Electrolytes directly govern cardiac action potential generation and conduction. The key electrolytes with visible ECG manifestations are potassium, calcium, and magnesium. Sodium imbalances alone rarely produce distinct ECG changes.

1. Potassium (K⁺)

Hyperkalemia (K⁺ > 5.0 mEq/L)

Hyperkalemia produces the most dramatic and dangerous ECG progression of any electrolyte disturbance. Changes correlate roughly with the serum level but can be unpredictable — progression from mild to life-threatening cardiac effects may occur rapidly.

ECG Changes in Hyperkalemia — staged progression from peaked T waves to sine wave pattern

Progressive ECG stages by serum K⁺:

K⁺ (mmol/L)	ECG Change
4–5	Normal
6–7	Peaked ("tented") T waves — tall, narrow, symmetric; most evident in precordial leads
7–8	Flattened P wave, prolonged PR interval, depressed ST segment
8–9	Atrial standstill (P waves disappear), prolonged QRS duration
>9	Sine wave pattern → ventricular fibrillation

The mechanism: elevated K⁺ reduces the resting membrane potential, slowing depolarization and conduction throughout the myocardium.
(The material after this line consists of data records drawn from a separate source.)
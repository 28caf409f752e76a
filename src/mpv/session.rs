//! Per-connection event loop.
//!
//! One task owns the translator state, consumes transport signals and seek
//! outcomes in order, and publishes semantic events. It ends when the player
//! process exits; every resource it started is released on the way out.

use std::sync::Arc;
use std::time::Duration;

use tokio::sync::{broadcast, mpsc, oneshot};
use tokio::time::MissedTickBehavior;
use tokio_util::sync::CancellationToken;

use super::events::{Effect, EventTranslator, PlayerEvent};
use super::ipc::{IpcError, IpcSignal, MpvIpc};
use super::protocol::{MpvCommand, TIME_POS_PROPERTY};
use super::seek::{observe_seek, SeekOutcome};

/// Settings a session needs from the player configuration.
#[derive(Debug, Clone)]
pub struct SessionOptions {
  pub endpoint: String,
  pub seek_poll_limit: u32,
  pub time_update: Duration,
  pub command_timeout: Option<Duration>,
}

/// Everything a session starts. Dropping it stops the poller, abandons any
/// seek observation and closes the transport.
struct SessionResources {
  ipc: Arc<MpvIpc>,
  poller: CancellationToken,
  seek: Option<CancellationToken>,
}

impl Drop for SessionResources {
  fn drop(&mut self) {
    self.poller.cancel();
    if let Some(seek) = self.seek.take() {
      seek.cancel();
    }
    self.ipc.close();
  }
}

fn publish(events: &broadcast::Sender<PlayerEvent>, event: PlayerEvent) {
  log::debug!("Player event: {:?}", event);
  if events.send(event).is_err() {
    log::trace!("No subscribers for player event");
  }
}

/// Run the event loop for one connected player until its process exits.
///
/// Returns the exit code (`None` = killed by a signal).
pub async fn run_session(
  ipc: Arc<MpvIpc>,
  mut exit_rx: oneshot::Receiver<Option<i32>>,
  events: broadcast::Sender<PlayerEvent>,
  options: SessionOptions,
) -> Option<i32> {
  let signals = ipc.signals();
  let mut translator = EventTranslator::new();
  let (seek_tx, mut seek_rx) = mpsc::unbounded_channel::<(u64, SeekOutcome)>();
  let mut resources = SessionResources {
    ipc: ipc.clone(),
    poller: CancellationToken::new(),
    seek: None,
  };

  spawn_position_poller(
    ipc.clone(),
    events.clone(),
    options.time_update,
    options.command_timeout,
    resources.poller.clone(),
  );

  let mut transport_open = true;
  let code = loop {
    tokio::select! {
      biased;
      signal = signals.recv(), if transport_open => match signal {
        Ok(IpcSignal::Event(raw)) => {
          for effect in translator.translate(raw) {
            match effect {
              Effect::Emit(event) => publish(&events, event),
              Effect::ObserveSeek { generation } => {
                let token = CancellationToken::new();
                if let Some(previous) = resources.seek.replace(token.clone()) {
                  previous.cancel();
                }
                spawn_seek_observer(
                  options.endpoint.clone(),
                  options.seek_poll_limit,
                  generation,
                  token,
                  seek_tx.clone(),
                );
              }
            }
          }
        }
        Ok(IpcSignal::Closed) | Err(_) => {
          log::warn!("MPV IPC connection closed; waiting for the process to exit");
          transport_open = false;
        }
      },
      Some((generation, outcome)) = seek_rx.recv() => {
        if let Some(event) = translator.complete_seek(generation, outcome) {
          publish(&events, event);
        }
      }
      code = &mut exit_rx => break code.unwrap_or(None),
    }
  };

  translator.reset();
  drop(resources);
  log::info!("MPV session ended (exit code {:?})", code);
  code
}

fn spawn_seek_observer(
  endpoint: String,
  poll_limit: u32,
  generation: u64,
  cancel: CancellationToken,
  outcome_tx: mpsc::UnboundedSender<(u64, SeekOutcome)>,
) {
  tokio::spawn(async move {
    let outcome = tokio::select! {
      _ = cancel.cancelled() => SeekOutcome::Cancelled,
      outcome = observe_seek(&endpoint, poll_limit) => outcome,
    };
    let _ = outcome_tx.send((generation, outcome));
  });
}

fn spawn_position_poller(
  ipc: Arc<MpvIpc>,
  events: broadcast::Sender<PlayerEvent>,
  interval: Duration,
  timeout: Option<Duration>,
  cancel: CancellationToken,
) {
  tokio::spawn(async move {
    let mut ticker = tokio::time::interval(interval);
    ticker.set_missed_tick_behavior(MissedTickBehavior::Delay);
    ticker.tick().await;

    loop {
      tokio::select! {
        _ = cancel.cancelled() => break,
        _ = ticker.tick() => {}
      }

      let cmd = MpvCommand::get_property(TIME_POS_PROPERTY);
      let result = match timeout {
        Some(timeout) => ipc.send_command_timeout(cmd, timeout).await,
        None => ipc.send_command(cmd).await,
      };
      match result {
        Ok(value) => {
          if let Some(position) = value.as_f64() {
            publish(&events, PlayerEvent::TimePosition(position));
          }
        }
        // Unavailable while idle.
        Err(IpcError::CommandFailed(_)) => {}
        Err(e) => {
          log::debug!("Position poll failed: {}", e);
          if ipc.is_closed() {
            break;
          }
        }
      }
    }
    log::debug!("Position poller stopped");
  });
}

#[cfg(all(test, unix))]
mod tests {
  use super::*;
  use crate::mpv::events::{SeekRange, StatusChange};
  use crate::mpv::protocol::PropertyValue;
  use crate::mpv::test_support::{FakeConnection, FakePlayer, Reply};
  use serde_json::{json, Value};
  use tokio::task::JoinHandle;

  struct Harness {
    player: FakePlayer,
    primary: FakeConnection,
    events: broadcast::Receiver<PlayerEvent>,
    exit_tx: Option<oneshot::Sender<Option<i32>>>,
    ipc: Arc<MpvIpc>,
    task: JoinHandle<Option<i32>>,
  }

  async fn start(poll_limit: u32, respond: fn(&Value) -> Reply) -> Harness {
    let mut player = FakePlayer::spawn(respond);
    let ipc = Arc::new(
      MpvIpc::connect(player.path(), 3, Duration::from_millis(10))
        .await
        .unwrap(),
    );
    let primary = player.accept().await;
    let (events_tx, events) = broadcast::channel(64);
    let (exit_tx, exit_rx) = oneshot::channel();
    let options = SessionOptions {
      endpoint: player.path().to_string(),
      seek_poll_limit: poll_limit,
      time_update: Duration::from_secs(3600),
      command_timeout: None,
    };
    let task = tokio::spawn(run_session(ipc.clone(), exit_rx, events_tx, options));
    Harness {
      player,
      primary,
      events,
      exit_tx: Some(exit_tx),
      ipc,
      task,
    }
  }

  async fn next_event(events: &mut broadcast::Receiver<PlayerEvent>) -> PlayerEvent {
    tokio::time::timeout(Duration::from_secs(5), events.recv())
      .await
      .expect("timed out waiting for a player event")
      .expect("event channel closed")
  }

  fn status(property: &str, value: f64) -> PlayerEvent {
    PlayerEvent::Status(StatusChange {
      property: property.to_string(),
      value: PropertyValue::Number(value),
    })
  }

  fn time_pos_line(value: f64) -> String {
    json!({"event": "property-change", "id": 1, "name": "time-pos", "data": value}).to_string()
  }

  fn ok(_: &Value) -> Reply {
    Reply::Data(Value::Null)
  }

  #[tokio::test]
  async fn seek_reports_start_and_end_positions() {
    let mut h = start(20, ok).await;

    h.primary.push(&time_pos_line(10.0));
    assert_eq!(next_event(&mut h.events).await, status("time-pos", 10.0));

    h.primary.push(r#"{"event":"seek"}"#);
    let secondary = h.player.accept().await;

    h.primary.push(&time_pos_line(15.0));
    assert_eq!(next_event(&mut h.events).await, status("time-pos", 15.0));

    secondary.push(r#"{"event":"playback-restart"}"#);
    assert_eq!(
      next_event(&mut h.events).await,
      PlayerEvent::Seek(SeekRange {
        start: Some(10.0),
        end: Some(15.0),
      })
    );
    secondary.wait_closed().await;

    // mpv's copy of the same playback-restart on the primary connection
    h.primary.push(r#"{"event":"playback-restart"}"#);
    h.primary.push(r#"{"event":"pause"}"#);
    assert_eq!(next_event(&mut h.events).await, PlayerEvent::Paused);
  }

  #[tokio::test]
  async fn seek_timeout_emits_nothing_and_clears_seeking() {
    let mut h = start(3, ok).await;

    h.primary.push(r#"{"event":"seek"}"#);
    let secondary = h.player.accept().await;
    for _ in 0..3 {
      secondary.push(r#"{"event":"audio-reconfig"}"#);
    }
    secondary.wait_closed().await;
    tokio::time::sleep(Duration::from_millis(50)).await;

    h.primary.push(r#"{"event":"playback-restart"}"#);
    assert_eq!(next_event(&mut h.events).await, PlayerEvent::Resumed);
  }

  #[tokio::test]
  async fn malformed_line_is_not_fatal() {
    let mut h = start(20, ok).await;

    h.primary.push("{\"event\": oops");
    h.primary.push(r#"{"event":"file-loaded"}"#);
    assert_eq!(next_event(&mut h.events).await, PlayerEvent::Started);
  }

  #[tokio::test]
  async fn async_error_reaches_subscribers() {
    let mut h = start(20, ok).await;

    h.primary.push(r#"{"error":"invalid parameter"}"#);
    match next_event(&mut h.events).await {
      PlayerEvent::Error(e) => assert_eq!(e.to_string(), "MPV error: invalid parameter"),
      other => panic!("Expected error event, got {:?}", other),
    }
  }

  #[tokio::test]
  async fn process_exit_tears_down_transport() {
    let mut h = start(20, |_| Reply::Silent).await;

    let pending = {
      let ipc = h.ipc.clone();
      tokio::spawn(async move { ipc.send_command(MpvCommand::get_property("pause")).await })
    };
    h.primary.next_request().await;

    h.exit_tx.take().unwrap().send(Some(1)).unwrap();
    assert_eq!(h.task.await.unwrap(), Some(1));
    assert!(matches!(pending.await.unwrap(), Err(IpcError::ConnectionLost)));
    h.primary.wait_closed().await;
  }

  #[tokio::test]
  async fn position_poller_reports_time() {
    let mut player = FakePlayer::spawn(|command| {
      if command[0] == "get_property" {
        Reply::Data(json!(7.5))
      } else {
        Reply::Data(Value::Null)
      }
    });
    let ipc = Arc::new(
      MpvIpc::connect(player.path(), 3, Duration::from_millis(10))
        .await
        .unwrap(),
    );
    let _primary = player.accept().await;
    let (events_tx, mut events) = broadcast::channel(16);
    let (exit_tx, exit_rx) = oneshot::channel();
    let options = SessionOptions {
      endpoint: player.path().to_string(),
      seek_poll_limit: 20,
      time_update: Duration::from_millis(20),
      command_timeout: Some(Duration::from_secs(1)),
    };
    let task = tokio::spawn(run_session(ipc, exit_rx, events_tx, options));

    assert_eq!(next_event(&mut events).await, PlayerEvent::TimePosition(7.5));
    exit_tx.send(Some(0)).unwrap();
    assert_eq!(task.await.unwrap(), Some(0));
  }
}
ECG changes should be treated as a medical emergency regardless of symptoms. — Comprehensive Clinical Nephrology, 7e; Schwartz's Principles of Surgery, 11e

Hypokalemia (K⁺ < 3.5 mEq/L)

Hypokalemic ECG changes — flat T wave, U wave, ST depression, prolonged QT

ECG findings:

Flattening or inversion of T waves — hallmark early finding
Prominent U waves — small positive deflections after the T wave (best seen in V2–V3); pathognomonic for hypokalemia
ST-segment depression
Prolonged QU interval (often mistaken for QT prolongation)
Severe depletion: prolonged PR interval, decreased QRS voltage, widened QRS complex

The practical danger: torsades de pointes can occur, especially if QT (QU) >500 ms. — Washington Manual of Medical Therapeutics; Rosen's Emergency Medicine

The real 12-lead ECG below (Panel A) shows flattened T waves and prominent U waves in hypokalemia; Panel B shows hyperkalemia with tall peaked T waves:

12-lead ECG comparison — A: hypokalemia (flat T, U wave), B: hyperkalemia (tall T), C: hypocalcemia (long ST), D: hypercalcemia (short QT)

2. Calcium (Ca²⁺)

Calcium affects phase 2 (plateau) of the action potential — altering the duration of the ST segment and thus the QT interval.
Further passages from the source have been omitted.